(Portland) Quelque 200 personnes ont encore manifesté vendredi soir à Portland et une vingtaine d’entre elles ont été interpellées sans ménagement, comme presque toutes les nuits depuis la flambée d’indignation suscitée fin mai par la mort de George Floyd sous le genou d’un policier blanc aux États-Unis.

Au plus fort du mouvement réclamant la fin des discriminations raciales et brutalités policières, les manifestants, en majorité issus de la population blanche de la plus grande ville de l’Oregon (650 000 habitants), se massaient dans le centre-ville près des tribunaux fédéraux.  

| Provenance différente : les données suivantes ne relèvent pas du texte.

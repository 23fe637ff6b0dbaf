//! Input/output helpers.
//!
//! - CSV ingest (`ingest`)
//! - results text and JSON exports (`export`)

pub mod export;
pub mod ingest;

pub use export::*;
pub use ingest::*;
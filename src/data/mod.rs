//! Dataset generation.

pub mod synth;

pub use synth::{SynthOptions, synthetic_csv, write_synthetic_csv};
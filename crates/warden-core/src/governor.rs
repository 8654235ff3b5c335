//! Composition root: admission, pacing, retry, and the drain loop behind
//! a single handle.
//!
//! A governor owns all mutable safeguard state explicitly, with no
//! process-wide singletons, so independent governors (e.g. one per API
//! key) can coexist and tear down cleanly.

use std::future::Future;
use std::sync::atomic::{AtomicBool, Ordering};
use std::sync::Arc;
use std::time::Instant;

use chrono::{DateTime, Utc};
use futures::future::BoxFuture;
use serde::Serialize;
use tokio::sync::oneshot;

use crate::admission::{AdmissionGate, AdmissionPermit, UsageStats};
use crate::config::{ConfigError, SafeguardConfig};
use crate::error::{DenyReason, GovernorError, ProviderError};
use crate::queue::{BoundedQueue, QueueItem};
use crate::resilience::{RateLimiter, RetryExecutor};

/// An opaque, re-invokable unit of work against the completion provider.
/// The governor imposes no contract on it beyond its classified errors.
pub type Callable<T> = Box<dyn Fn() -> BoxFuture<'static, Result<T, ProviderError>> + Send + Sync>;

/// Observability document for the status endpoint.
#[derive(Debug, Clone, Serialize)]
#[serde(rename_all = "camelCase")]
pub struct GovernorStatus {
    pub queue_length: usize,
    pub is_processing: bool,
    pub last_request_time: Option<DateTime<Utc>>,
    pub safeguards: SafeguardConfig,
    pub usage_stats: UsageStats,
}

/// Public entry point for governed completion calls.
pub struct Governor<T> {
    inner: Arc<Inner<T>>,
}

impl<T> Clone for Governor<T> {
    fn clone(&self) -> Self {
        Self {
            inner: Arc::clone(&self.inner),
        }
    }
}

struct Inner<T> {
    config: SafeguardConfig,
    gate: AdmissionGate,
    limiter: RateLimiter,
    retry: RetryExecutor,
    queue: BoundedQueue<T>,
    draining: AtomicBool,
}

impl<T: Send + 'static> Governor<T> {
    pub fn new(config: SafeguardConfig) -> Result<Self, ConfigError> {
        config.validate()?;
        Ok(Self {
            inner: Arc::new(Inner {
                gate: AdmissionGate::new(config.clone()),
                limiter: RateLimiter::new(config.min_request_interval),
                retry: RetryExecutor::from_config(&config),
                queue: BoundedQueue::new(config.max_queue_size, config.queue_full_policy),
                draining: AtomicBool::new(false),
                config,
            }),
        })
    }

    /// Submit a call for governed execution.
    ///
    /// Runs inline when the queue is empty and the gate admits; otherwise
    /// the call is queued and resolved by the drain loop when a slot
    /// frees. A full queue denies deterministically with `QueueFull`.
    pub async fn submit<F, Fut>(&self, call: F) -> Result<T, GovernorError>
    where
        F: Fn() -> Fut + Send + Sync + 'static,
        Fut: Future<Output = Result<T, ProviderError>> + Send + 'static,
    {
        let call: Callable<T> = Box::new(move || {
            let fut: BoxFuture<'static, Result<T, ProviderError>> = Box::pin(call());
            fut
        });
        self.submit_boxed(call).await
    }

    async fn submit_boxed(&self, call: Callable<T>) -> Result<T, GovernorError> {
        if self.inner.queue.is_empty() {
            if let Ok(permit) = self.inner.gate.check() {
                return self.inner.execute(call, permit).await;
            }
        }

        let (tx, rx) = oneshot::channel();
        let item = QueueItem {
            call,
            enqueued_at: Instant::now(),
            tx,
        };
        if self.inner.queue.try_push(item).is_err() {
            tracing::warn!(
                capacity = self.inner.config.max_queue_size,
                "queue full, rejecting new call"
            );
            return Err(GovernorError::QueueFull {
                capacity: self.inner.config.max_queue_size,
            });
        }
        self.inner.kick_drain();

        match rx.await {
            Ok(result) => result,
            // The sender only disappears when pending work is discarded.
            Err(_) => Err(GovernorError::Cancelled),
        }
    }

    /// Clear the queue, reset transient safeguard state, and close the
    /// circuit breaker. Lifetime counters survive; in-flight calls run to
    /// completion and their usage still records. Idempotent.
    pub fn emergency_stop(&self) -> DateTime<Utc> {
        let pending = self.inner.queue.drain_all();
        let cancelled = pending.len();
        for item in pending {
            let _ = item.tx.send(Err(GovernorError::Cancelled));
        }
        self.inner.gate.reset();
        self.inner.limiter.reset();
        tracing::warn!(cancelled, "emergency stop: queue cleared, safeguards reset");
        Utc::now()
    }

    /// Snapshot for the status endpoint.
    pub fn status(&self) -> GovernorStatus {
        GovernorStatus {
            queue_length: self.inner.queue.len(),
            is_processing: self.inner.draining.load(Ordering::SeqCst),
            last_request_time: self.inner.gate.last_request_at(),
            safeguards: self.inner.config.clone(),
            usage_stats: self.inner.gate.usage_stats(),
        }
    }
}

impl<T: Send + 'static> Inner<T> {
    async fn execute(
        self: &Arc<Self>,
        call: Callable<T>,
        permit: AdmissionPermit,
    ) -> Result<T, GovernorError> {
        self.limiter.pace().await;
        let result = self.retry.run(&call, &permit).await;
        drop(permit);
        // A freed slot may make queued work admissible.
        self.kick_drain();
        result.map_err(GovernorError::Provider)
    }

    /// Start the drain loop unless one is already running.
    fn kick_drain(self: &Arc<Self>) {
        if self.queue.is_empty() {
            return;
        }
        if self.draining.swap(true, Ordering::SeqCst) {
            return;
        }
        let inner = Arc::clone(self);
        tokio::spawn(async move { inner.drain_loop().await });
    }

    async fn drain_loop(self: Arc<Self>) {
        loop {
            if self.queue.is_empty() {
                break;
            }
            let free = self
                .config
                .max_concurrent_requests
                .saturating_sub(self.gate.active_requests()) as usize;
            if free == 0 {
                tokio::time::sleep(self.config.drain_interval).await;
                continue;
            }

            let batch = self.queue.pop_batch(free.min(self.config.drain_batch_size));
            if batch.is_empty() {
                break;
            }
            tracing::debug!(
                batch = batch.len(),
                queued = self.queue.len(),
                "draining queued calls"
            );
            futures::future::join_all(batch.into_iter().map(|item| self.run_item(item))).await;

            if self.queue.is_empty() {
                break;
            }
            tokio::time::sleep(self.config.drain_interval).await;
        }
        self.draining.store(false, Ordering::SeqCst);
        // An item may have arrived between the last pop and the flag clearing.
        self.kick_drain();
    }

    async fn run_item(self: &Arc<Self>, item: QueueItem<T>) {
        match self.gate.check() {
            Ok(permit) => {
                let QueueItem {
                    call,
                    enqueued_at,
                    tx,
                } = item;
                tracing::debug!(waited = ?enqueued_at.elapsed(), "queued call admitted");
                self.limiter.pace().await;
                let result = self.retry.run(&call, &permit).await;
                drop(permit);
                let _ = tx.send(result.map_err(GovernorError::Provider));
            }
            Err(GovernorError::AdmissionDenied {
                reason: DenyReason::ConcurrencyLimit,
                ..
            }) => {
                // A slot was taken between the batch sizing and this check;
                // the item stays next in line.
                self.queue.push_front(item);
            }
            Err(err) => {
                let _ = item.tx.send(Err(err));
            }
        }
    }
}
//! Operator CLI for the warden governor.
//!
//! `warden defaults` prints a safeguard configuration template.
//! `warden simulate` drives a governor with simulated completion calls so
//! operators can watch the safeguards engage before wiring up a real
//! provider.

use std::path::PathBuf;
use std::sync::Arc;
use std::time::Duration;

use anyhow::{Context, Result};
use clap::{Parser, Subcommand};
use parking_lot::Mutex;
use rand::rngs::StdRng;
use rand::{Rng, SeedableRng};
use tracing_subscriber::EnvFilter;

use warden_core::{DenyReason, Governor, GovernorError, ProviderError, SafeguardConfig};

#[derive(Parser)]
#[command(
    name = "warden",
    version,
    about = "Admission control and failure isolation for completion-API calls"
)]
struct Cli {
    #[command(subcommand)]
    command: Commands,
}

#[derive(Subcommand)]
enum Commands {
    /// Print the default safeguard configuration as YAML
    Defaults,

    /// Run simulated completion calls through a governor and report status
    Simulate {
        /// Number of calls to submit
        #[arg(long, default_value_t = 20)]
        requests: usize,

        /// Probability that a simulated call fails (0.0 - 1.0)
        #[arg(long, default_value_t = 0.2)]
        failure_rate: f64,

        /// Simulated provider latency in milliseconds
        #[arg(long, default_value_t = 150)]
        latency_ms: u64,

        /// RNG seed, for reproducible runs
        #[arg(long, default_value_t = 42)]
        seed: u64,

        /// Safeguard configuration file (YAML); defaults when omitted
        #[arg(long)]
        config: Option<PathBuf>,

        /// Trigger an emergency stop after this many submissions
        #[arg(long)]
        stop_after: Option<usize>,
    },
}

#[tokio::main]
async fn main() -> Result<()> {
    tracing_subscriber::fmt()
        .with_env_filter(EnvFilter::from_default_env())
        .init();

    let cli = Cli::parse();
    match cli.command {
        Commands::Defaults => defaults(),
        Commands::Simulate {
            requests,
            failure_rate,
            latency_ms,
            seed,
            config,
            stop_after,
        } => {
            simulate(
                requests,
                failure_rate,
                latency_ms,
                seed,
                config,
                stop_after,
            )
            .await
        }
    }
}

fn defaults() -> Result<()> {
    let yaml = serde_yaml::to_string(&SafeguardConfig::default())?;
    print!("{yaml}");
    Ok(())
}

fn load_config(path: Option<PathBuf>) -> Result<SafeguardConfig> {
    match path {
        Some(path) => {
            let raw = std::fs::read_to_string(&path)
                .with_context(|| format!("reading {}", path.display()))?;
            let config: SafeguardConfig =
                serde_yaml::from_str(&raw).with_context(|| format!("parsing {}", path.display()))?;
            Ok(config)
        }
        None => Ok(SafeguardConfig::default()),
    }
}

#[derive(Default)]
struct Tally {
    completed: usize,
    provider_failures: usize,
    denied: usize,
    queue_full: usize,
    cancelled: usize,
}

async fn simulate(
    requests: usize,
    failure_rate: f64,
    latency_ms: u64,
    seed: u64,
    config: Option<PathBuf>,
    stop_after: Option<usize>,
) -> Result<()> {
    let config = load_config(config)?;
    let governor: Governor<String> = Governor::new(config).context("invalid safeguards")?;

    let rng = Arc::new(Mutex::new(StdRng::seed_from_u64(seed)));
    let latency = Duration::from_millis(latency_ms);

    let mut handles = Vec::with_capacity(requests);
    for index in 0..requests {
        let governor_task = governor.clone();
        let rng = Arc::clone(&rng);
        handles.push(tokio::spawn(async move {
            governor_task
                .submit(move || {
                    let rng = Arc::clone(&rng);
                    async move {
                        tokio::time::sleep(latency).await;
                        let roll: f64 = rng.lock().gen();
                        if roll < failure_rate {
                            Err(ProviderError::Other("simulated provider failure".into()))
                        } else {
                            Ok(format!("completion-{index}"))
                        }
                    }
                })
                .await
        }));
        // Let the submission reach the governor before the next arrives.
        tokio::task::yield_now().await;

        if stop_after == Some(index + 1) {
            let stopped_at = governor.emergency_stop();
            println!(
                "{}",
                serde_json::json!({ "timestamp": stopped_at.to_rfc3339() })
            );
        }
    }

    let mut tally = Tally::default();
    for handle in handles {
        match handle.await? {
            Ok(_) => tally.completed += 1,
            Err(GovernorError::Provider(_)) => tally.provider_failures += 1,
            Err(GovernorError::AdmissionDenied { reason, .. }) => {
                tally.denied += 1;
                if reason == DenyReason::CircuitOpen {
                    tracing::info!("call shed by open circuit");
                }
            }
            Err(GovernorError::QueueFull { .. }) => tally.queue_full += 1,
            Err(GovernorError::Cancelled) => tally.cancelled += 1,
        }
    }

    println!(
        "completed={} provider_failures={} denied={} queue_full={} cancelled={}",
        tally.completed, tally.provider_failures, tally.denied, tally.queue_full, tally.cancelled
    );
    println!("{}", serde_json::to_string_pretty(&governor.status())?);
    Ok(())
}
//! Safeguard configuration for the governor.
//!
//! All limits are immutable for the lifetime of a governor instance.
//! External naming is camelCase to match the observability contract.

use serde::{Deserialize, Serialize};
use std::time::Duration;
use thiserror::Error;

/// Serialize `Duration` as whole seconds.
pub(crate) mod duration_secs {
    use serde::{Deserialize, Deserializer, Serializer};
    use std::time::Duration;

    pub fn serialize<S>(duration: &Duration, serializer: S) -> Result<S::Ok, S::Error>
    where
        S: Serializer,
    {
        serializer.serialize_u64(duration.as_secs())
    }

    pub fn deserialize<'de, D>(deserializer: D) -> Result<Duration, D::Error>
    where
        D: Deserializer<'de>,
    {
        let secs = u64::deserialize(deserializer)?;
        Ok(Duration::from_secs(secs))
    }
}

/// Configuration errors found by [`SafeguardConfig::validate`].
#[derive(Error, Debug, PartialEq, Eq)]
pub enum ConfigError {
    #[error("{field} must be greater than zero")]
    ZeroLimit { field: &'static str },

    #[error("backoffCap must not be below backoffBase")]
    BackoffCapBelowBase,
}

/// What to do when a call arrives and the queue is at capacity.
#[derive(Debug, Clone, Copy, PartialEq, Eq, Default, Serialize, Deserialize)]
#[serde(rename_all = "snake_case")]
pub enum QueueFullPolicy {
    /// Reject the new arrival with `QueueFull`. Composes with
    /// caller-visible backpressure and is the default.
    #[default]
    RejectNew,

    /// Evict the oldest pending calls to make room; evicted waiters are
    /// settled with `QueueFull` rather than dropped silently.
    DropOldest,
}

/// Immutable safeguard limits for one governor instance.
#[derive(Debug, Clone, Serialize, Deserialize)]
#[serde(rename_all = "camelCase", default)]
pub struct SafeguardConfig {
    /// Requests admitted per rolling wall-clock hour
    pub max_requests_per_hour: u32,

    /// Requests admitted per calendar day (UTC)
    pub max_requests_per_day: u32,

    /// Estimated spend cap per calendar day, in USD
    pub max_cost_per_day: f64,

    /// Flat cost estimate charged per attempt, in USD
    pub estimated_cost_per_request: f64,

    /// Consecutive failures before the circuit opens
    pub circuit_breaker_threshold: u32,

    /// Time the circuit stays open before a probe is allowed
    #[serde(with = "duration_secs")]
    pub circuit_breaker_cooldown: Duration,

    /// Calls allowed in flight at once
    pub max_concurrent_requests: u32,

    /// Per-attempt deadline for a provider call
    #[serde(with = "duration_secs")]
    pub request_timeout: Duration,

    /// Pending calls held before admission is denied
    pub max_queue_size: usize,

    /// Window within which rapid repeats count toward burst detection
    #[serde(with = "duration_secs")]
    pub burst_window: Duration,

    /// Hourly request count above which rapid repeats trip the burst check
    pub burst_threshold: u32,

    /// Minimum spacing between admitted attempts
    #[serde(with = "duration_secs")]
    pub min_request_interval: Duration,

    /// Retries after the first attempt (total attempts = maxRetries + 1)
    pub max_retries: u32,

    /// First backoff delay; doubles per retry
    #[serde(with = "duration_secs")]
    pub backoff_base: Duration,

    /// Upper bound on any single backoff delay
    #[serde(with = "duration_secs")]
    pub backoff_cap: Duration,

    /// Behavior when the queue is at capacity
    pub queue_full_policy: QueueFullPolicy,

    /// Queued calls launched per drain pass
    pub drain_batch_size: usize,

    /// Delay between drain passes while calls remain queued
    #[serde(with = "duration_secs")]
    pub drain_interval: Duration,
}

impl Default for SafeguardConfig {
    fn default() -> Self {
        Self {
            max_requests_per_hour: 50,
            max_requests_per_day: 200,
            max_cost_per_day: 10.0,
            estimated_cost_per_request: 0.05,
            circuit_breaker_threshold: 5,
            circuit_breaker_cooldown: Duration::from_secs(300),
            max_concurrent_requests: 3,
            request_timeout: Duration::from_secs(60),
            max_queue_size: 50,
            burst_window: Duration::from_secs(1),
            burst_threshold: 10,
            min_request_interval: Duration::from_secs(2),
            max_retries: 3,
            backoff_base: Duration::from_secs(1),
            backoff_cap: Duration::from_secs(60),
            queue_full_policy: QueueFullPolicy::default(),
            drain_batch_size: 3,
            drain_interval: Duration::from_secs(1),
        }
    }
}

impl SafeguardConfig {
    /// Check the limits for internal consistency.
    pub fn validate(&self) -> Result<(), ConfigError> {
        if self.max_requests_per_hour == 0 {
            return Err(ConfigError::ZeroLimit {
                field: "maxRequestsPerHour",
            });
        }
        if self.max_requests_per_day == 0 {
            return Err(ConfigError::ZeroLimit {
                field: "maxRequestsPerDay",
            });
        }
        if self.max_cost_per_day <= 0.0 {
            return Err(ConfigError::ZeroLimit {
                field: "maxCostPerDay",
            });
        }
        if self.max_concurrent_requests == 0 {
            return Err(ConfigError::ZeroLimit {
                field: "maxConcurrentRequests",
            });
        }
        if self.request_timeout.is_zero() {
            return Err(ConfigError::ZeroLimit {
                field: "requestTimeout",
            });
        }
        if self.max_queue_size == 0 {
            return Err(ConfigError::ZeroLimit {
                field: "maxQueueSize",
            });
        }
        if self.drain_batch_size == 0 {
            return Err(ConfigError::ZeroLimit {
                field: "drainBatchSize",
            });
        }
        if self.backoff_cap < self.backoff_base {
            return Err(ConfigError::BackoffCapBelowBase);
        }
        Ok(())
    }
}
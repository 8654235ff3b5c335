//! Rolling usage counters for completion-API spend.
//!
//! Windows are wall-clock: the hourly counter covers the current calendar
//! hour and the daily counter the current UTC day. Membership is computed
//! lazily from stored anchors on every access, so there are no background
//! timers to leak or shut down.

use chrono::{DateTime, Timelike, Utc};
use serde::Serialize;

/// Read-only copy of the ledger counters.
#[derive(Debug, Clone, Default, Serialize)]
#[serde(rename_all = "camelCase")]
pub struct UsageSnapshot {
    pub requests_this_hour: u32,
    pub requests_this_day: u32,
    pub estimated_cost_today: f64,
    pub total_requests: u64,
}

/// Mutable request/cost counters within rolling hour and day windows.
///
/// Not internally synchronized; the admission gate owns the ledger behind
/// its mutex and all mutation happens inside that critical section.
#[derive(Debug, Clone)]
pub struct UsageLedger {
    requests_this_hour: u32,
    requests_this_day: u32,
    estimated_cost_today: f64,
    total_requests: u64,
    hour_started: DateTime<Utc>,
    day_started: DateTime<Utc>,
}

fn same_hour(a: DateTime<Utc>, b: DateTime<Utc>) -> bool {
    a.date_naive() == b.date_naive() && a.hour() == b.hour()
}

fn same_day(a: DateTime<Utc>, b: DateTime<Utc>) -> bool {
    a.date_naive() == b.date_naive()
}

impl UsageLedger {
    pub fn new() -> Self {
        let now = Utc::now();
        Self {
            requests_this_hour: 0,
            requests_this_day: 0,
            estimated_cost_today: 0.0,
            total_requests: 0,
            hour_started: now,
            day_started: now,
        }
    }

    /// Reset counters whose wall-clock window has rolled over since the
    /// last access. Called before every read or write.
    pub fn roll_windows_at(&mut self, now: DateTime<Utc>) {
        if !same_hour(self.hour_started, now) {
            tracing::debug!(
                expired = self.requests_this_hour,
                "hourly usage window rolled over"
            );
            self.reset_hourly();
            self.hour_started = now;
        }
        if !same_day(self.day_started, now) {
            tracing::debug!(
                expired = self.requests_this_day,
                "daily usage window rolled over"
            );
            self.reset_daily();
            self.day_started = now;
        }
    }

    /// Record one completed attempt. Counters and the cost estimate are
    /// charged whether or not the attempt succeeded, mirroring billing.
    pub fn record_attempt(&mut self, success: bool, cost: f64) {
        self.record_attempt_at(Utc::now(), success, cost);
    }

    pub fn record_attempt_at(&mut self, now: DateTime<Utc>, success: bool, cost: f64) {
        self.roll_windows_at(now);
        self.requests_this_hour += 1;
        self.requests_this_day += 1;
        self.estimated_cost_today += cost;
        self.total_requests += 1;
        tracing::debug!(
            success,
            requests_this_hour = self.requests_this_hour,
            estimated_cost_today = self.estimated_cost_today,
            "recorded completion attempt"
        );
    }

    pub fn snapshot(&self) -> UsageSnapshot {
        UsageSnapshot {
            requests_this_hour: self.requests_this_hour,
            requests_this_day: self.requests_this_day,
            estimated_cost_today: self.estimated_cost_today,
            total_requests: self.total_requests,
        }
    }

    pub fn reset_hourly(&mut self) {
        self.requests_this_hour = 0;
    }

    pub fn reset_daily(&mut self) {
        self.requests_this_day = 0;
        self.estimated_cost_today = 0.0;
    }

    pub fn requests_this_hour(&self) -> u32 {
        self.requests_this_hour
    }

    pub fn requests_this_day(&self) -> u32 {
        self.requests_this_day
    }

    pub fn estimated_cost_today(&self) -> f64 {
        self.estimated_cost_today
    }

    pub fn total_requests(&self) -> u64 {
        self.total_requests
    }
}

impl Default for UsageLedger {
    fn default() -> Self {
        Self::new()
    }
}
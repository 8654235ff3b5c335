//! Error taxonomy for the governor.
//!
//! Admission-layer errors never reach the provider and are kept distinct
//! from provider errors so callers can tell "you were refused" apart from
//! "the call failed". Provider failures are classified exactly once, at
//! the call boundary, into a closed set of variants.

use serde::Serialize;
use std::time::Duration;
use thiserror::Error;

/// Why the admission gate refused a call.
#[derive(Debug, Clone, Copy, PartialEq, Eq, Serialize)]
#[serde(rename_all = "snake_case")]
pub enum DenyReason {
    /// Hourly request budget exhausted
    HourlyLimit,

    /// Daily request budget exhausted
    DailyLimit,

    /// Estimated daily spend reached the configured cap
    CostLimit,

    /// All concurrency slots are occupied
    ConcurrencyLimit,

    /// Abnormally rapid repeated calls, likely a runaway loop
    BurstDetected,

    /// Circuit breaker is open after repeated provider failures
    CircuitOpen,
}

impl std::fmt::Display for DenyReason {
    fn fmt(&self, f: &mut std::fmt::Formatter<'_>) -> std::fmt::Result {
        let text = match self {
            DenyReason::HourlyLimit => "hourly request limit reached",
            DenyReason::DailyLimit => "daily request limit reached",
            DenyReason::CostLimit => "daily cost limit reached",
            DenyReason::ConcurrencyLimit => "too many concurrent requests",
            DenyReason::BurstDetected => "burst of requests detected",
            DenyReason::CircuitOpen => "circuit breaker is open",
        };
        f.write_str(text)
    }
}

/// Errors surfaced by the governor, before or instead of a provider call.
#[derive(Error, Debug)]
pub enum GovernorError {
    /// The admission gate refused the call; no cost was incurred.
    #[error("admission denied: {reason}")]
    AdmissionDenied {
        reason: DenyReason,
        /// How long to wait before retrying, when the gate knows.
        retry_after: Option<Duration>,
    },

    /// The pending-call queue is at capacity.
    #[error("queue full ({capacity} calls pending)")]
    QueueFull { capacity: usize },

    /// The call was cancelled by an emergency stop before it started.
    #[error("cancelled by emergency stop")]
    Cancelled,

    /// The admitted call failed after exhausting its retry budget.
    #[error(transparent)]
    Provider(#[from] ProviderError),
}

impl GovernorError {
    /// True when the error came from the admission layer rather than the
    /// provider, i.e. the underlying call was never attempted.
    pub fn is_admission_error(&self) -> bool {
        !matches!(self, GovernorError::Provider(_))
    }
}

/// Errors from the completion provider, classified once at the call boundary.
#[derive(Error, Debug, Clone, PartialEq)]
pub enum ProviderError {
    /// Provider signalled throttling; safe to retry after a pause.
    #[error("rate limited by provider")]
    RateLimited { retry_after: Option<Duration> },

    /// Billing or plan hard stop; never retried.
    #[error("provider quota exhausted: {0}")]
    QuotaExceeded(String),

    /// The attempt exceeded the per-attempt deadline.
    #[error("request timed out after {0:?}")]
    Timeout(Duration),

    /// Any other provider failure.
    #[error("provider call failed: {0}")]
    Other(String),
}

impl ProviderError {
    /// Whether the retry executor may attempt the call again.
    pub fn is_retryable(&self) -> bool {
        !matches!(self, ProviderError::QuotaExceeded(_))
    }

    /// Classify an HTTP-level provider failure.
    ///
    /// This is the single place where status codes and provider error
    /// codes become typed variants; nothing downstream re-derives the
    /// class from message text.
    pub fn from_status(
        status: u16,
        error_code: Option<&str>,
        message: impl Into<String>,
        retry_after: Option<Duration>,
    ) -> Self {
        match (status, error_code) {
            (429, Some("insufficient_quota")) => ProviderError::QuotaExceeded(message.into()),
            (429, _) => ProviderError::RateLimited { retry_after },
            _ => ProviderError::Other(format!("{}: {}", status, message.into())),
        }
    }
}

#[cfg(test)]
mod tests {
    use super::*;

    #[test]
    fn quota_errors_are_not_retryable() {
        assert!(!ProviderError::QuotaExceeded("billing hard stop".into()).is_retryable());
        assert!(ProviderError::RateLimited { retry_after: None }.is_retryable());
        assert!(ProviderError::Timeout(Duration::from_secs(30)).is_retryable());
        assert!(ProviderError::Other("connection reset".into()).is_retryable());
    }

    #[test]
    fn status_classification_discriminates_quota_from_throttle() {
        let quota = ProviderError::from_status(429, Some("insufficient_quota"), "no credit", None);
        assert!(matches!(quota, ProviderError::QuotaExceeded(_)));

        let throttled = ProviderError::from_status(
            429,
            Some("rate_limit_exceeded"),
            "slow down",
            Some(Duration::from_secs(20)),
        );
        assert_eq!(
            throttled,
            ProviderError::RateLimited {
                retry_after: Some(Duration::from_secs(20))
            }
        );

        let other = ProviderError::from_status(500, None, "internal error", None);
        assert!(matches!(other, ProviderError::Other(_)));
    }

    #[test]
    fn admission_errors_are_distinguishable_from_provider_errors() {
        let denied = GovernorError::AdmissionDenied {
            reason: DenyReason::HourlyLimit,
            retry_after: None,
        };
        assert!(denied.is_admission_error());

        let failed = GovernorError::Provider(ProviderError::Other("boom".into()));
        assert!(!failed.is_admission_error());
    }

    #[test]
    fn deny_reason_serializes_snake_case() {
        let json = serde_json::to_string(&DenyReason::BurstDetected).unwrap();
        assert_eq!(json, "\"burst_detected\"");
    }
}
//! Encode one cycle's samples into Prometheus text format.
//!
//! Nothing is pre-declared: each scrape builds a fresh registry from the
//! samples it actually produced, so no descriptor state leaks between cycles.

use crate::collector::Sample;
use anyhow::{Context, Result};
use prometheus::{Encoder, Gauge, GaugeVec, Opts, Registry, TextEncoder};

/// Render `samples` as Prometheus text exposition format (version 0.0.4).
pub fn encode(samples: &[Sample]) -> Result<String> {
    let registry = Registry::new();

    // Group by metric name, preserving first-seen order. All samples sharing
    // a name carry the same label keys.
    let mut groups: Vec<(&'static str, Vec<&Sample>)> = Vec::new();
    for sample in samples {
        match groups.iter_mut().find(|(name, _)| *name == sample.name) {
            Some((_, group)) => group.push(sample),
            None => groups.push((sample.name, vec![sample])),
        }
    }

    for (name, group) in groups {
        let first = group[0];
        let keys: Vec<&str> = first.labels.iter().map(|(key, _)| *key).collect();
        if keys.is_empty() {
            let gauge = Gauge::with_opts(Opts::new(name, first.help))
                .with_context(|| format!("build gauge {name}"))?;
            registry
                .register(Box::new(gauge.clone()))
                .with_context(|| format!("register gauge {name}"))?;
            for sample in &group {
                gauge.set(sample.value);
            }
        } else {
            let vec = GaugeVec::new(Opts::new(name, first.help), &keys)
                .with_context(|| format!("build gauge vec {name}"))?;
            registry
                .register(Box::new(vec.clone()))
                .with_context(|| format!("register gauge vec {name}"))?;
            for sample in &group {
                let values: Vec<&str> = sample.labels.iter().map(|(_, v)| v.as_str()).collect();
                vec.with_label_values(&values).set(sample.value);
            }
        }
    }

    let mut buffer = Vec::new();
    TextEncoder::new()
        .encode(&registry.gather(), &mut buffer)
        .context("encode metrics")?;
    String::from_utf8(buffer).context("metrics are not valid UTF-8")
}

Depuis quelques semaines, ils choisissent tous les soirs un site différent dans cette ville de l’ouest des États-Unis, commissariat de quartier ou local syndical de la police, comme vendredi soir.

PHOTO NOAH BERGER, AP

La chorégraphie semble bien rodée après 100 jours de répétition : des militants vêtus de noirs et casqués viennent provoquer et insulter les forces de l’ordre, qui commencent par leur intimer l’ordre de rester à distance.

« Démissionnez ! », « A-C-A-B, all cops are bastards (tous les flics sont des salauds) », scande périodiquement la foule.

Souvent, comme vendredi soir, des tirs de gaz lacrymogènes et de « munitions non létales » finissent par répondre aux invectives et aux jets de bouteilles d’eau.

Puis des dizaines de policiers en tenue de combat bondissent pour arrêter des manifestants, frappant certains au passage.

« C’est très dur, les dernières semaines ont été incroyablement éprouvantes », lâche Fran, 41 ans, une militante de la première heure dont l’association « Snack Block » distribue gratuitement eau, nourriture et équipement de protection aux manifestants.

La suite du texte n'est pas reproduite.